Река внизу уже потухла, тускнело небо, и только тонкая багровая полоска света, как раскаленная стрела, еще горела в темных облаках.

Охватив руками колени и откинув голову, Шура следила за упорствующей одинокой полоской. Шмалев, оглянувшись, увидал в полузакрытых глазах Шуры острый отблеск этого непокорного гаснущего света.

— Что вы, Шура?

— Вот солнце какое… — заговорила она, чему-то своему потаенно и скупо улыбаясь. — Вот оно какое… Каждый день ему заходить, а все упирается, не хочет…

— Но все равно скроется, а потом опять взойдет, — быстро перебил Шмалев. — Эх, жизнь наша единственная! Все в ней, как солнышко родное, заведено на полный век, а мы мудрим, злобствуем, жилы из себя тянем, как богатырь в сказке, землю-матушку за кольцо подымаем. Эх, дураки мы! А годы идут, полюбить не успеешь…

И Шмалев вдруг прижался щекой к коленям Шуры.

— А девушка дорогая, — забормотал он, мгновенно опьянев от тепла ее тела, — девушка нынче любит, а завтра…

— Стой, погоди… — глухо отозвалась Шура, и в ее задрожавших прохладных руках, которыми она освободила себя от него, Шмалев почувствовал гордое и непримиримое упорство. — Со мной так не надо. Этим меня не возьмешь. Прошло то время…

— Странный разговор, Шурочка! — слегка смутился Шмалев.

— Это я про то, что меня так просто не поманишь, знаю эти дела. — Шура заломила руки за голову, с силой потянулась и добавила жестко: — Восемнадцати лет у меня ребенок был. Через год умер от безотцовства да моего стыда.

— Ха… да мне-то какое до этого дело? — вдруг бойко заговорил Шмалев. — Я, дорогая, не поп и не злодей, чужие грехи не считаю!

Его русые волосы маслянисто блестели под луной, баян на правом плече темнел, как щит.

— Не знаю точно, какой ты, — раздумчиво проговорила Шура, — но тебе, конечно, все равно… у тебя, похоже, душа ни о чем не болит… А я вот думаю, начали мы большое верное дело, а оно — трудно… ох, до чего же трудно! Еще многие у нас не понимают: ведь для того и колхозы, чтобы люди жили разумно, по-человечески!
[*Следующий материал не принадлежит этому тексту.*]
//! [`LlmClient`] over the OpenAI Chat Completions API.
//!
//! Credentials come from `OPENAI_API_KEY` / `OPENAI_BASE_URL` unless a config is
//! passed in. Tool traffic already in the transcript is replayed as plain text
//! turns, which every OpenAI-compatible server accepts. Structured calls use a
//! strict `json_schema` response format.

use async_openai::{
    config::OpenAIConfig,
    types::chat::{
        ChatCompletionMessageToolCalls, ChatCompletionRequestMessage,
        ChatCompletionRequestSystemMessage, ChatCompletionRequestUserMessage, ChatCompletionTool,
        ChatCompletionToolChoiceOption, ChatCompletionTools, CreateChatCompletionRequest,
        CreateChatCompletionRequestArgs, CreateChatCompletionResponse, FunctionObject,
        ResponseFormat, ResponseFormatJsonSchema, ToolChoiceOptions,
    },
    Client,
};
use async_trait::async_trait;
use serde_json::Value;

use crate::error::AgentError;
use crate::llm::{parse_json_reply, LlmClient, LlmResponse, LlmUsage, OutputSchema};
use crate::message::{Message, ToolCall};
use crate::tool_source::ToolSpec;

#[derive(Clone)]
pub struct ChatOpenAI {
    client: Client<OpenAIConfig>,
    model: String,
    temperature: Option<f32>,
}

impl ChatOpenAI {
    pub fn new(model: impl Into<String>) -> Self {
        Self::with_config(OpenAIConfig::default(), model)
    }

    /// Client for a non-default key or endpoint.
    pub fn with_config(config: OpenAIConfig, model: impl Into<String>) -> Self {
        Self {
            client: Client::with_config(config),
            model: model.into(),
            temperature: None,
        }
    }

    pub fn with_temperature(mut self, temperature: f32) -> Self {
        self.temperature = Some(temperature);
        self
    }

    pub fn model(&self) -> &str {
        &self.model
    }

    fn request(
        &self,
        messages: &[Message],
        tools: &[ToolSpec],
    ) -> Result<CreateChatCompletionRequest, AgentError> {
        let mut builder = CreateChatCompletionRequestArgs::default();
        builder
            .model(self.model.as_str())
            .messages(messages.iter().map(wire_message).collect::<Vec<_>>());
        if !tools.is_empty() {
            builder
                .tools(tools.iter().map(function_tool).collect::<Vec<_>>())
                .tool_choice(ChatCompletionToolChoiceOption::Mode(ToolChoiceOptions::Auto));
        }
        if let Some(temperature) = self.temperature {
            builder.temperature(temperature);
        }
        builder
            .build()
            .map_err(|e| AgentError::ExecutionFailed(format!("invalid chat request: {}", e)))
    }

    /// Tool-less request whose reply must match `schema` exactly.
    fn structured_request(
        &self,
        messages: &[Message],
        schema: &OutputSchema,
    ) -> Result<CreateChatCompletionRequest, AgentError> {
        let mut request = self.request(messages, &[])?;
        request.response_format = Some(ResponseFormat::JsonSchema {
            json_schema: ResponseFormatJsonSchema {
                description: Some(schema.description.clone()),
                name: schema.name.clone(),
                schema: Some(schema.schema.clone()),
                strict: Some(true),
            },
        });
        Ok(request)
    }

    async fn chat(&self, messages: &[Message], tools: &[ToolSpec]) -> Result<LlmResponse, AgentError> {
        let request = self.request(messages, tools)?;
        tracing::debug!(
            model = %self.model,
            messages = messages.len(),
            tools = tools.len(),
            "chat completion"
        );
        self.send(request).await
    }

    async fn send(&self, request: CreateChatCompletionRequest) -> Result<LlmResponse, AgentError> {
        let response = self
            .client
            .chat()
            .create(request)
            .await
            .map_err(|e| AgentError::ExecutionFailed(format!("chat completion failed: {}", e)))?;
        into_llm_response(response)
    }
}

fn wire_message(message: &Message) -> ChatCompletionRequestMessage {
    let user = |text: &str| {
        ChatCompletionRequestMessage::User(ChatCompletionRequestUserMessage::from(text))
    };
    match message {
        Message::System(text) => {
            ChatCompletionRequestMessage::System(ChatCompletionRequestSystemMessage::from(
                text.as_str(),
            ))
        }
        Message::User(text) => user(text.as_str()),
        Message::Assistant(text) => ChatCompletionRequestMessage::Assistant(text.as_str().into()),
        Message::ToolRequest {
            content,
            tool_calls,
        } => ChatCompletionRequestMessage::Assistant(
            describe_calls(content, tool_calls).as_str().into(),
        ),
        Message::Tool { name, content, .. } => {
            user(format!("Tool {} returned: {}", name, content).as_str())
        }
    }
}

fn function_tool(spec: &ToolSpec) -> ChatCompletionTools {
    ChatCompletionTools::Function(ChatCompletionTool {
        function: FunctionObject {
            name: spec.name.clone(),
            description: spec.description.clone(),
            parameters: Some(spec.input_schema.clone()),
            ..Default::default()
        },
    })
}

/// Text form of a tool request: the model's own words, then one line per call.
fn describe_calls(content: &str, calls: &[ToolCall]) -> String {
    let lines = calls
        .iter()
        .map(|c| format!("Calling tool {} with {}", c.name, c.arguments));
    std::iter::once(content.to_string())
        .filter(|c| !c.is_empty())
        .chain(lines)
        .collect::<Vec<_>>()
        .join("\n")
}

fn into_llm_response(response: CreateChatCompletionResponse) -> Result<LlmResponse, AgentError> {
    let usage = response.usage.map(|u| LlmUsage {
        prompt_tokens: u.prompt_tokens,
        completion_tokens: u.completion_tokens,
        total_tokens: u.total_tokens,
    });
    let Some(choice) = response.choices.into_iter().next() else {
        return Err(AgentError::ExecutionFailed(
            "chat completion returned no choices".to_string(),
        ));
    };
    let tool_calls = choice
        .message
        .tool_calls
        .into_iter()
        .flatten()
        .filter_map(|call| match call {
            ChatCompletionMessageToolCalls::Function(f) => Some(ToolCall {
                id: Some(f.id),
                name: f.function.name,
                arguments: f.function.arguments,
            }),
            _ => None,
        })
        .collect();
    Ok(LlmResponse {
        content: choice.message.content.unwrap_or_default(),
        tool_calls,
        usage,
    })
}

#[async_trait]
impl LlmClient for ChatOpenAI {
    async fn invoke(&self, messages: &[Message]) -> Result<LlmResponse, AgentError> {
        self.chat(messages, &[]).await
    }

    async fn invoke_with_tools(
        &self,
        messages: &[Message],
        tools: &[ToolSpec],
    ) -> Result<LlmResponse, AgentError> {
        self.chat(messages, tools).await
    }

    async fn invoke_structured(
        &self,
        messages: &[Message],
        schema: &OutputSchema,
    ) -> Result<Value, AgentError> {
        let request = self.structured_request(messages, schema)?;
        tracing::debug!(model = %self.model, schema = %schema.name, "structured chat completion");
        let response = self.send(request).await?;
        parse_json_reply(&response.content).map_err(|e| {
            AgentError::ExecutionFailed(format!("reply does not match {}: {}", schema.name, e))
        })
    }
}

#[cfg(test)]
mod tests {
    use super::*;

    fn search_call() -> ToolCall {
        ToolCall {
            id: Some("c1".into()),
            name: "web_search".into(),
            arguments: r#"{"query":"rust"}"#.into(),
        }
    }

    #[test]
    fn tool_traffic_becomes_text_turns() {
        let call = search_call();
        let wire: Vec<_> = [
            Message::system("sys"),
            Message::tool_request("", vec![call.clone()]),
            Message::tool_result(&call, "[]"),
        ]
        .iter()
        .map(wire_message)
        .collect();
        assert!(matches!(wire[0], ChatCompletionRequestMessage::System(_)));
        assert!(matches!(wire[1], ChatCompletionRequestMessage::Assistant(_)));
        assert!(matches!(wire[2], ChatCompletionRequestMessage::User(_)));
    }

    #[test]
    fn call_description_keeps_model_text_first() {
        let call = search_call();
        assert_eq!(
            describe_calls("", &[call.clone()]),
            r#"Calling tool web_search with {"query":"rust"}"#
        );
        assert_eq!(
            describe_calls("looking", &[call]),
            "looking\nCalling tool web_search with {\"query\":\"rust\"}"
        );
    }

    #[test]
    fn request_offers_tools_only_when_given() {
        let client = ChatOpenAI::new("gpt-4o-mini").with_temperature(0.0);
        let spec = ToolSpec {
            name: "web_search".into(),
            description: Some("Search".into()),
            input_schema: serde_json::json!({"type": "object"}),
        };
        let plain = client.request(&[Message::user("hi")], &[]).unwrap();
        assert!(plain.tools.is_none());
        let with_tools = client.request(&[Message::user("hi")], &[spec]).unwrap();
        assert_eq!(with_tools.tools.map(|t| t.len()), Some(1));
        assert_eq!(with_tools.model, "gpt-4o-mini");
    }

    #[test]
    fn structured_request_pins_strict_schema() {
        use crate::llm::{Plan, StructuredOutput};

        let client = ChatOpenAI::new("gpt-4o-mini");
        let request = client
            .structured_request(&[Message::user("plan it")], &Plan::schema())
            .unwrap();
        assert!(request.tools.is_none());
        match request.response_format {
            Some(ResponseFormat::JsonSchema { json_schema }) => {
                assert_eq!(json_schema.name, "plan");
                assert_eq!(json_schema.strict, Some(true));
                assert_eq!(
                    json_schema.schema.map(|s| s["required"][0].clone()),
                    Some(serde_json::json!("steps"))
                );
            }
            other => panic!("expected json_schema response format, got {:?}", other),
        }
    }
}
Еще до луны Баратов затащил Никишева к себе на сеновал, где, вдыхая ароматы свежего сена, Сергей Сергеич перед сном любовался картиной ночного сада.

— Я почему-то уверен, Андрей Матвеич, что у нашего героя Семена Коврина сердце сегодня так болит и кипит, что он не усидит дома… и еще будет искать нашу милую трактористку.

— Возможно, — согласился Никишев. — Да и ночь сегодня уж очень хороша… и как яблоком пахнет!

— Но Семена Коврина и яблоко сегодня не успокоит! — насмешливо сказал Баратов, которому хотелось повернуть разговор ближе к своим мыслям и настроениям. — Да, да… И даже эта чудная лунная ночь Семену сейчас не радость. Ты же видел, что он начал беседу, как «братишка» с «Авроры», а кончил, как измученный пламенем чувств человек, достойный поддержки и сожаления!

— Так… И какой же ты выход посоветуешь?

— Погодите с иронией, товарищ Никишев. Еще посмотрим, как сойдет у Семена торг с жизнью, со всякими нормами и установками за свое живое, черт возьми, естество! Счастье твоего Семена будет зависеть от неминуемых уступок своему сердцу, своей страсти… вот что я пророчу! — и Баратов решительно махнул рукой.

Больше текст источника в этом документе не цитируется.